Abstract

The article presents the results of a comprehensive technical and functional study of a collection of bone and horn artefacts discovered during the excavations at the Bronze Age settlement the Kalinovka-II, located on the border of the steppe and forest-steppe Altai in the territory of the Mamontovsky district of the Altai Krai. In total, 33 items were analyzed, presented as whole products, as well as fragments, blanks. The most numerous categories of the products is blunt knives for kneading skins (“tupiki” in Russian archaeological terminology) made of animal jaws, which were widely used in the leather craft of the Late Bronze Age. The group of tools for processing leather and wool is complemented by needler, as well as a bone spindle whorl unique for the settlements of the Bronze Age of Altai.
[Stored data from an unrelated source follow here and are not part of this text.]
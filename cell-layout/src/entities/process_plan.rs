use itertools::Itertools;

/// Route of a part type through the cell: an ordered sequence of operations, together with the
/// rate at which parts of this type arrive.
#[derive(Debug, Clone, PartialEq)]
pub struct ProcessPlan {
    pub id: usize,
    pub name: String,
    /// Ids of the operations, in processing order
    pub route: Vec<usize>,
    /// Parts per unit of time, strictly positive
    pub arrival_rate: f64,
}

impl ProcessPlan {
    pub fn new(id: usize, name: impl Into<String>, route: Vec<usize>, arrival_rate: f64) -> Self {
        assert!(
            arrival_rate > 0.0 && arrival_rate.is_finite(),
            "arrival rate must be positive and finite"
        );
        Self {
            id,
            name: name.into(),
            route,
            arrival_rate,
        }
    }

    /// Consecutive `(from, to)` operation pairs of the route.
    /// Empty for routes with less than two operations.
    pub fn transitions(&self) -> impl Iterator<Item = (usize, usize)> + '_ {
        self.route.iter().copied().tuple_windows()
    }
}
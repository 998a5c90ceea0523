//! Flow and distance models for machine layout problems.
//!
//! A manufacturing cell is described by a set of candidate grid locations, a set of machines
//! and a set of process plans (routes of operations, each running on a machine).
//! This crate turns such a description into a [`FlowMatrix`](eval::FlowMatrix) and a
//! [`DistanceMatrix`](eval::DistanceMatrix) and scores assignments of machines to locations
//! ([`Layout`](entities::Layout)) by their total loaded distance.
//!
//! Searching for good layouts is left to optimizers built on top of this crate.

/// Entities to model the layout problem
pub mod entities;

/// Flow model, distance model and the cost function
pub mod eval;

/// Grid coordinates and distance metrics
pub mod geometry;

/// Importing problem instances into and exporting solutions out of this library
pub mod io;

/// Helper functions which do not belong to any specific module
pub mod util;
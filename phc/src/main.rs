use std::fs;

use anyhow::{Context, Result};
use cell_layout::io::{export, import};
use clap::Parser as ClapParser;
use log::info;
use phc::EPOCH;
use phc::io;
use phc::io::cli::Cli;
use phc::io::output::PHCOutput;
use phc::opt::PHCOptimizer;
use rand::SeedableRng;
use rand::prelude::SmallRng;

fn main() -> Result<()> {
    let args = Cli::parse();
    io::init_logger(args.log_level)?;

    let config = io::read_config(args.config_file.as_deref())?;
    info!("[MAIN] using {config:?}");

    let input_stem = args
        .input_file
        .file_stem()
        .and_then(|s| s.to_str())
        .context("input file has no valid file name")?;

    if !args.solution_folder.exists() {
        fs::create_dir_all(&args.solution_folder).with_context(|| {
            format!(
                "could not create solution folder: {:?}",
                args.solution_folder
            )
        })?;
    }

    let ext_instance = io::read_instance(&args.input_file)?;
    let instance = import(&ext_instance)?;

    let rng = match config.prng_seed {
        Some(seed) => SmallRng::seed_from_u64(seed),
        None => SmallRng::from_os_rng(),
    };
    let mut optimizer = PHCOptimizer::new(instance, config, rng)?;
    let sol = optimizer.solve()?;

    let output = PHCOutput {
        instance: ext_instance,
        initial_solution: export(&optimizer.instance, &sol.initial, *EPOCH),
        solution: export(&optimizer.instance, &sol.improved, *EPOCH),
        config,
    };
    let folder = &args.solution_folder;
    io::write_json(&output, &folder.join(format!("sol_{input_stem}.json")))?;
    io::write_tsv(
        optimizer.flow.values(),
        &folder.join(format!("flow_{input_stem}.tsv")),
    )?;
    io::write_tsv(
        optimizer.distances.values(),
        &folder.join(format!("distance_{input_stem}.tsv")),
    )?;

    Ok(())
}
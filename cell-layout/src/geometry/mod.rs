mod grid_point;

#[doc(inline)]
pub use grid_point::GridPoint;
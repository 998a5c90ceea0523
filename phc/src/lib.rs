use std::sync::LazyLock;
use std::time::Instant;

pub mod config;
pub mod io;
pub mod opt;

/// Start of the process, all log timestamps and solution run times are relative to it
pub static EPOCH: LazyLock<Instant> = LazyLock::new(Instant::now);
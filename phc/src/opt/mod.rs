/// Greedy seed layout
pub mod initial;
pub mod phc_optimizer;
/// Randomized pairwise-swap hill climbing
pub mod search;

#[doc(inline)]
pub use phc_optimizer::{PHCOptimizer, PHCSolution};
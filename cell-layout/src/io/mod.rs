mod export;
mod import;

/// External (serializable) representations of all layout related entities.
pub mod ext_repr;

/// Tab-separated export of matrices, for spreadsheet tooling
pub mod tsv;

/// Exports a solution out of the library.
pub use export::export;

/// Imports an instance into the library.
pub use import::import;
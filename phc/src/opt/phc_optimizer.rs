use std::time::Instant;

use anyhow::{Context, Result};
use cell_layout::entities::{Instance, Layout, Solution};
use cell_layout::eval::{CostEvaluator, DistanceMatrix, FlowMatrix, LoadedDistance};
use itertools::Itertools;
use log::info;
use rand::prelude::SmallRng;
use rand::{Rng, SeedableRng};
use rayon::prelude::*;
use thousands::Separable;

use crate::config::PHCConfig;
use crate::opt::initial::initial_layout;
use crate::opt::search::search;

/// Pairwise-swap Hill Climbing (PHC) optimizer.
/// Seeds a layout by ranking machines on their incident flow, then improves it with random swaps.
pub struct PHCOptimizer {
    pub instance: Instance,
    pub flow: FlowMatrix,
    pub distances: DistanceMatrix,
    pub config: PHCConfig,
    /// SmallRng is a fast, non-cryptographic PRNG <https://rust-random.github.io/book/guide-rngs.html>
    pub rng: SmallRng,
    pub eval_counter: usize,
}

/// Outcome of a [`PHCOptimizer`] run
#[derive(Debug, Clone)]
pub struct PHCSolution {
    /// Layout produced by the initial heuristic
    pub initial: Solution,
    /// Best layout found by the local search
    pub improved: Solution,
    /// Number of cost evaluations spent, the initial layout included
    pub n_evaluations: usize,
}

impl PHCOptimizer {
    pub fn new(instance: Instance, config: PHCConfig, rng: SmallRng) -> Result<Self> {
        config.validate()?;
        let flow = FlowMatrix::new(&instance);
        let distances = DistanceMatrix::from_instance(&instance);
        Ok(Self {
            instance,
            flow,
            distances,
            config,
            rng,
            eval_counter: 0,
        })
    }

    pub fn solve(&mut self) -> Result<PHCSolution> {
        let start = Instant::now();
        let evaluator = CostEvaluator::new(&self.flow, &self.distances)?;

        let init_layout = initial_layout(&self.flow)?;
        let init_cost = evaluator.evaluate(&init_layout)?;
        self.eval_counter += 1;
        info!(
            "[PHC] initial layout: {} with total loaded distance {init_cost}",
            init_layout.display(&self.instance)
        );
        let initial = Solution::new(init_layout, init_cost);

        let (layout, cost) = match self.config.n_restarts {
            None => search(
                &evaluator,
                &initial.layout,
                initial.cost,
                self.config.n_iterations,
                &mut self.rng,
                &mut self.eval_counter,
            )?,
            Some(n_restarts) => {
                let (layout, cost, n_evals) = parallel_restarts(
                    &evaluator,
                    &initial.layout,
                    initial.cost,
                    self.config.n_iterations,
                    n_restarts,
                    &mut self.rng,
                )?;
                self.eval_counter += n_evals;
                (layout, cost)
            }
        };
        debug_assert!(cost <= initial.cost);

        info!(
            "[PHC] improved layout: {} with total loaded distance {cost}",
            layout.display(&self.instance)
        );
        info!(
            "[PHC] optimization finished in {:.3}ms ({} evaluations)",
            start.elapsed().as_secs_f64() * 1000.0,
            self.eval_counter.separate_with_commas()
        );

        Ok(PHCSolution {
            initial,
            improved: Solution::new(layout, cost),
            n_evaluations: self.eval_counter,
        })
    }
}

/// Runs `n_restarts` independent searches from the same initial layout, in parallel.
/// Each search gets its own PRNG, seeded in sequence from `rng`, which keeps the outcome reproducible.
/// Returns the best layout (lowest restart index on ties), its cost and the total number of evaluations.
fn parallel_restarts(
    evaluator: &CostEvaluator,
    init: &Layout,
    init_cost: LoadedDistance,
    n_iterations: usize,
    n_restarts: usize,
    rng: &mut impl Rng,
) -> Result<(Layout, LoadedDistance, usize)> {
    let seeds = (0..n_restarts).map(|_| rng.random::<u64>()).collect_vec();

    let results = seeds
        .par_iter()
        .map(|seed| {
            let mut rng = SmallRng::seed_from_u64(*seed);
            let mut eval_counter = 0;
            search(
                evaluator,
                init,
                init_cost,
                n_iterations,
                &mut rng,
                &mut eval_counter,
            )
            .map(|(layout, cost)| (layout, cost, eval_counter))
        })
        .collect::<Result<Vec<_>>>()?;

    let n_evals = results.iter().map(|(_, _, n)| n).sum::<usize>();
    let (best_idx, (layout, cost, _)) = results
        .into_iter()
        .enumerate()
        .min_by_key(|(i, (_, cost, _))| (*cost, *i))
        .context("no restarts to choose from")?;

    info!("[PHC] restart {best_idx} of {n_restarts} produced the best layout");

    Ok((layout, cost, n_evals))
}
The set of horn objects differs in variety: mallet, handles, button, ornithomorphic finial, blank for cheek-piece. As a result of the study, it was established that the Kalinovka-II bone industry is characterized by the presence of a number of epoch-making features characteristic of almost all objects of the developed and late Bronze Age of the region. At the same time, single finds can be considered unique for the area under consideration (whorl, mallet) or having few analogies (ornithomorphic pommel). The proposed description of objects made of bone and horn, as well as techno-functional observations, supplement the information about the development of the bone industry in the developed and late stages of the Bronze Age in the steppe and forest-steppe Altai.